U.S. Department of Labor Rescinds Trump Joint Employer Rule
August 3, 2021
On July 29, 2021, the Department of Labor (“DOL”) announced that it will rescind a Trump administration rule that limited the circumstances in which multiple employers could be deemed “joint” employers of the same employee. As a result, employers will likely face an increased risk of joint employer liability for violations of the Fair Labor Standards Act (“FLSA”).
In March 2020, the Trump administration established a rule for determining when an employee would be considered jointly employed by two or more distinct employers. The rule went into effect on March 16, 2020, and set forth a four-factor balancing test for determining when a business would be considered the “employer” of a worker who simultaneously performed work for another business. Also, contrary to guidance issued under the Obama administration, the Trump DOL’s rule deemed an employer’s reserved right or ability to exercise control, without more, insufficient to find a joint employment relationship. The rule was deemed an employer-friendly development, as it provided employers more clarity about when they would be deemed a joint employer, and permitted employers to exercise more control over non-employees without risking liability for wage and hour violations. The rule, however, faced legal challenges, and an appeal of the Southern District of New York’s ruling that the rule violated the Administrative Procedure Act (“APA”) remains pending before the Second Circuit Court of Appeals.

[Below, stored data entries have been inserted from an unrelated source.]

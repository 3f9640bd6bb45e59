//! Client configuration types.
//!
//! [`ClientConfig`] is the single source of truth for all runtime settings.
//! Keeping it a plain struct (no global state, no environment reads) makes
//! the client easy to embed in tests and host applications; the embedding
//! application decides where the values come from.

use std::time::Duration;

/// All runtime configuration for the UKey WebSocket client.
///
/// # Example
///
/// ```rust
/// use ukey_client::ClientConfig;
///
/// // Defaults match a locally installed control process:
/// let cfg = ClientConfig::default();
/// assert_eq!(cfg.ws_url, "wss://127.0.0.1:1237");
/// ```
#[derive(Debug, Clone)]
pub struct ClientConfig {
    /// WebSocket URL of the native control process.
    ///
    /// The control process listens on a loopback TLS endpoint with a fixed
    /// port; a plain `ws://` URL also works against test peers.
    pub ws_url: String,

    /// Class id of the remote control, appended to every command as
    /// `"<Command>|<control_class_id>"`.
    ///
    /// Vendor-specific; there is no meaningful default, so the placeholder
    /// must be overridden before talking to real hardware.
    pub control_class_id: String,

    /// Module name sent in the `LoadModule` bootstrap frame.
    pub module_name: String,

    /// How long a single command may stay in flight before it fails with a
    /// transport error and is removed from the pending table.
    ///
    /// Token operations that require user presence (PIN entry on a pinpad
    /// device) can be slow, hence the generous default.
    pub request_timeout: Duration,
}

impl Default for ClientConfig {
    /// Returns a `ClientConfig` suitable for a locally installed control
    /// process.
    ///
    /// | Field              | Default                 |
    /// |--------------------|-------------------------|
    /// | ws_url             | `wss://127.0.0.1:1237`  |
    /// | control_class_id   | empty (must be set)     |
    /// | module_name        | `IActiveXCtrl`          |
    /// | request_timeout    | 30 seconds              |
    fn default() -> Self {
        Self {
            ws_url: "wss://127.0.0.1:1237".to_string(),
            control_class_id: String::new(),
            module_name: "IActiveXCtrl".to_string(),
            request_timeout: Duration::from_secs(30),
        }
    }
}

// ── Tests ─────────────────────────────────────────────────────────────────────

#[cfg(test)]
mod tests {
    use super::*;

    #[test]
    fn test_default_ws_url_is_loopback_tls() {
        let cfg = ClientConfig::default();
        assert_eq!(cfg.ws_url, "wss://127.0.0.1:1237");
    }

    #[test]
    fn test_default_module_name() {
        let cfg = ClientConfig::default();
        assert_eq!(cfg.module_name, "IActiveXCtrl");
    }

    #[test]
    fn test_default_request_timeout_is_30s() {
        let cfg = ClientConfig::default();
        assert_eq!(cfg.request_timeout, Duration::from_secs(30));
    }

    #[test]
    fn test_config_can_be_cloned() {
        // Cloneability is required so the façade and session can each keep
        // their own copy.
        let cfg = ClientConfig {
            control_class_id: "{ABC}".to_string(),
            ..ClientConfig::default()
        };
        let cloned = cfg.clone();
        assert_eq!(cfg.control_class_id, cloned.control_class_id);
        assert_eq!(cfg.ws_url, cloned.ws_url);
    }

    #[test]
    fn test_custom_values_are_stored() {
        let cfg = ClientConfig {
            ws_url: "ws://127.0.0.1:9000".to_string(),
            control_class_id: "{F0E2}".to_string(),
            module_name: "ITestCtrl".to_string(),
            request_timeout: Duration::from_secs(5),
        };
        assert_eq!(cfg.ws_url, "ws://127.0.0.1:9000");
        assert_eq!(cfg.control_class_id, "{F0E2}");
        assert_eq!(cfg.module_name, "ITestCtrl");
        assert_eq!(cfg.request_timeout, Duration::from_secs(5));
    }
}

Signaling a change in course, the Biden DOL has announced that it will rescind the Trump DOL rule, effective September 28, 2021. In justifying the rescission, the Biden DOL, referencing the SDNY decision, indicated that that the Trump DOL rule unlawfully limited the factors that should be weighed when determining joint employment status, and did not follow legal precedent set by courts, the Congressional intent that motivated the FLSA, or the text of the statute itself. The DOL concluded that rescinding the Trump administration’s rule would benefit workers, and in particular provide important protections for lower-wage workers.
The shift signals the Biden administration’s commitment to usher in rules and legislation that are more employee friendly, and provide stronger wage protections for workers. Businesses – particularly those that license franchises or rely on temporary staffing agencies for labor – should be aware of the broader scope of joint employment that Biden’s DOL is embracing, and ensure compliance with all aspects of the FLSA.